**YOUR ASSIGNMENT**
If a line of the material holds the string "alpha", please copy it.

★ ★ ★

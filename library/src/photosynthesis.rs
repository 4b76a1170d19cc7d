//! Light limitation and photosynthetic growth.

use crate::nutrients::monod_limitation;

/// Smith (1936) light limitation, `α·PAR / √(μ₀² + α²·PAR²)`.
///
/// See also Evans and Parslow (1985). Returns 0 in the degenerate case
/// `μ₀ = α·PAR = 0`.
///
/// # Arguments
///
/// - `par`: photosynthetic active radiation
/// - `alpha`: initial photosynthetic slope
/// - `mu0`: maximum growth rate at T = 0 °C
#[must_use]
pub fn light_limitation_smith(par: f64, alpha: f64, mu0: f64) -> f64 {
    let light = alpha * par;
    let denominator = libm::sqrt(mu0 * mu0 + light * light);
    if denominator == 0.0 {
        return 0.0;
    }
    light / denominator
}

/// Geider et al. (1998) light limitation, `Pᶜₘₐₓ[1 − exp(−αᶜʰˡ·θᶜ·E₀ / Pᶜₘₐₓ)]`.
///
/// Depends on the cellular chlorophyll to carbon ratio. A non-positive
/// maximum growth rate yields 0.
///
/// # Arguments
///
/// - `par`: photosynthetic active radiation (E₀)
/// - `maximum_growth_rate`: maximum growth rate before nutrient limitation (Pᶜₘₐₓ)
/// - `photosynthetic_slope`: initial photosynthetic slope (αᶜʰˡ)
/// - `chlorophyll_to_carbon_ratio`: cellular chlorophyll to carbon ratio (θᶜ)
#[must_use]
pub fn light_limitation_geider(
    par: f64,
    maximum_growth_rate: f64,
    photosynthetic_slope: f64,
    chlorophyll_to_carbon_ratio: f64,
) -> f64 {
    if maximum_growth_rate <= 0.0 {
        return 0.0;
    }
    let exponent = -photosynthetic_slope * chlorophyll_to_carbon_ratio * par / maximum_growth_rate;
    maximum_growth_rate * (1.0 - libm::exp(exponent))
}

/// Light limitation (MITgcm-DARWIN default formulation).
///
/// `γˡⁱᵍʰᵗ = (1 − e^(kˢᵃᵗ·I)) · e^kⁱⁿʰ · nˡⁱᵍʰᵗ`
///
/// # Arguments
///
/// - `irradiance`: I
/// - `k_saturation`: half saturation constant of light saturation
/// - `k_inhibition`: half saturation constant of light inhibition
/// - `light_penalty`: light penalty term
#[must_use]
pub fn light_limitation_darwin(
    irradiance: f64,
    k_saturation: f64,
    k_inhibition: f64,
    light_penalty: f64,
) -> f64 {
    (1.0 - libm::exp(k_saturation * irradiance)) * libm::exp(k_inhibition) * light_penalty
}

/// Single nutrient Monod-Smith photosynthetic growth (as used in Kuhn 2015).
///
/// `μ₀ · N/(kₙ + N) · γˢᵐⁱᵗʰ(PAR) · P`
#[must_use]
pub fn photosynthetic_growth_single_nutrient(
    n: f64,
    p: f64,
    par: f64,
    mu0: f64,
    kn: f64,
    alpha: f64,
) -> f64 {
    mu0 * monod_limitation(n, kn) * light_limitation_smith(par, alpha, mu0) * p
}

/// Single nutrient photosynthetic growth with Geider light limitation.
///
/// `N/(kₙ + N) · γᵍᵉⁱᵈᵉʳ(PAR) · P`
#[must_use]
pub fn photosynthetic_growth_single_nutrient_geider_light(
    n: f64,
    p: f64,
    par: f64,
    maximum_growth_rate: f64,
    kn: f64,
    photosynthetic_slope: f64,
    chlorophyll_to_carbon_ratio: f64,
) -> f64 {
    monod_limitation(n, kn)
        * light_limitation_geider(
            par,
            maximum_growth_rate,
            photosynthetic_slope,
            chlorophyll_to_carbon_ratio,
        )
        * p
}

#[cfg(test)]
mod tests {
    use super::*;

    #[test]
    fn smith_saturates_towards_one() {
        let low = light_limitation_smith(1.0, 0.1, 1.0);
        let high = light_limitation_smith(1.0e6, 0.1, 1.0);
        assert!(low < high);
        assert!(high < 1.0 && high > 0.999);
    }

    #[test]
    fn smith_degenerate_case_is_zero() {
        assert_eq!(light_limitation_smith(0.0, 0.1, 0.0), 0.0);
    }

    #[test]
    fn geider_is_bounded_by_maximum_growth_rate() {
        let g = light_limitation_geider(1.0e4, 2.0, 0.5, 0.1);
        assert!(g <= 2.0 && g > 1.99);
        assert_eq!(light_limitation_geider(100.0, 0.0, 0.5, 0.1), 0.0);
    }

    #[test]
    fn growth_vanishes_without_nutrient_or_biomass() {
        assert_eq!(photosynthetic_growth_single_nutrient(0.0, 1.0, 100.0, 1.0, 0.5, 0.1), 0.0);
        assert_eq!(photosynthetic_growth_single_nutrient(1.0, 0.0, 100.0, 1.0, 0.5, 0.1), 0.0);
    }
}
//! Property-based tests for the allometric formulas.
//!
//! Uses proptest to check that scaling is an exact power law and that
//! palatability stays inside `[0, protection]` for all diameters.

use proptest::prelude::*;
use tidepool_library::allometry::{
    allometric_palatability_unimodal_protection, allometric_scaling_power, PredatorTraits,
    PreyTraits,
};

fn predator(diameter: f64, optimum: f64, specificity: f64) -> PredatorTraits {
    PredatorTraits {
        can_eat: true,
        diameter,
        optimum_predator_prey_ratio: optimum,
        specificity,
    }
}

fn prey(diameter: f64, protection: f64) -> PreyTraits {
    PreyTraits {
        can_be_eaten: true,
        diameter,
        protection,
    }
}

proptest! {
    /// scale(a, b, d) == a * d^b
    #[test]
    fn prop_scaling_is_exact(a in 1e-9f64..1e3, b in -2.0f64..2.0, d in 1e-2f64..1e3) {
        prop_assert_eq!(allometric_scaling_power(a, b, d), a * libm::pow(d, b));
    }

    /// 0 <= palatability <= protection <= 1
    #[test]
    fn prop_palatability_is_bounded(
        d_pred in 1.0f64..500.0,
        d_prey in 0.5f64..200.0,
        optimum in 0.0f64..50.0,
        specificity in 0.0f64..3.0,
        protection in 0.0f64..=1.0,
    ) {
        let p = allometric_palatability_unimodal_protection(
            &prey(d_prey, protection),
            &predator(d_pred, optimum, specificity),
        );
        prop_assert!(p >= 0.0, "negative palatability {}", p);
        prop_assert!(p <= protection, "palatability {} above protection {}", p, protection);
    }

    /// Disabled feeding always yields exactly zero.
    #[test]
    fn prop_disabled_feeding_is_zero(d_pred in 1.0f64..500.0, d_prey in 0.5f64..200.0) {
        let mut z = predator(d_pred, 10.0, 0.3);
        z.can_eat = false;
        prop_assert_eq!(allometric_palatability_unimodal_protection(&prey(d_prey, 1.0), &z), 0.0);

        let mut p = prey(d_prey, 1.0);
        p.can_be_eaten = false;
        prop_assert_eq!(
            allometric_palatability_unimodal_protection(&p, &predator(d_pred, 10.0, 0.3)),
            0.0
        );
    }

    /// The optimum ratio is the argmax.
    #[test]
    fn prop_optimum_ratio_is_maximum(d_prey in 0.5f64..50.0, ratio in 0.1f64..40.0) {
        let optimum = 10.0;
        let at_optimum = allometric_palatability_unimodal_protection(
            &prey(d_prey, 1.0),
            &predator(d_prey * optimum, optimum, 0.3),
        );
        let elsewhere = allometric_palatability_unimodal_protection(
            &prey(d_prey, 1.0),
            &predator(d_prey * ratio, optimum, 0.3),
        );
        prop_assert!(at_optimum > 1.0 - 1e-12, "peak {} is not 1", at_optimum);
        prop_assert!(elsewhere <= at_optimum + 1e-12);
    }
}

★ ★ ★

**RESULT OF THE TASK**
/// - `alpha`: initial photosynthetic slope
pub fn light_limitation_smith(par: f64, alpha: f64, mu0: f64) -> f64 {
    let light = alpha * par;
    alpha: f64,
    mu0 * monod_limitation(n, kn) * light_limitation_smith(par, alpha, mu0) * p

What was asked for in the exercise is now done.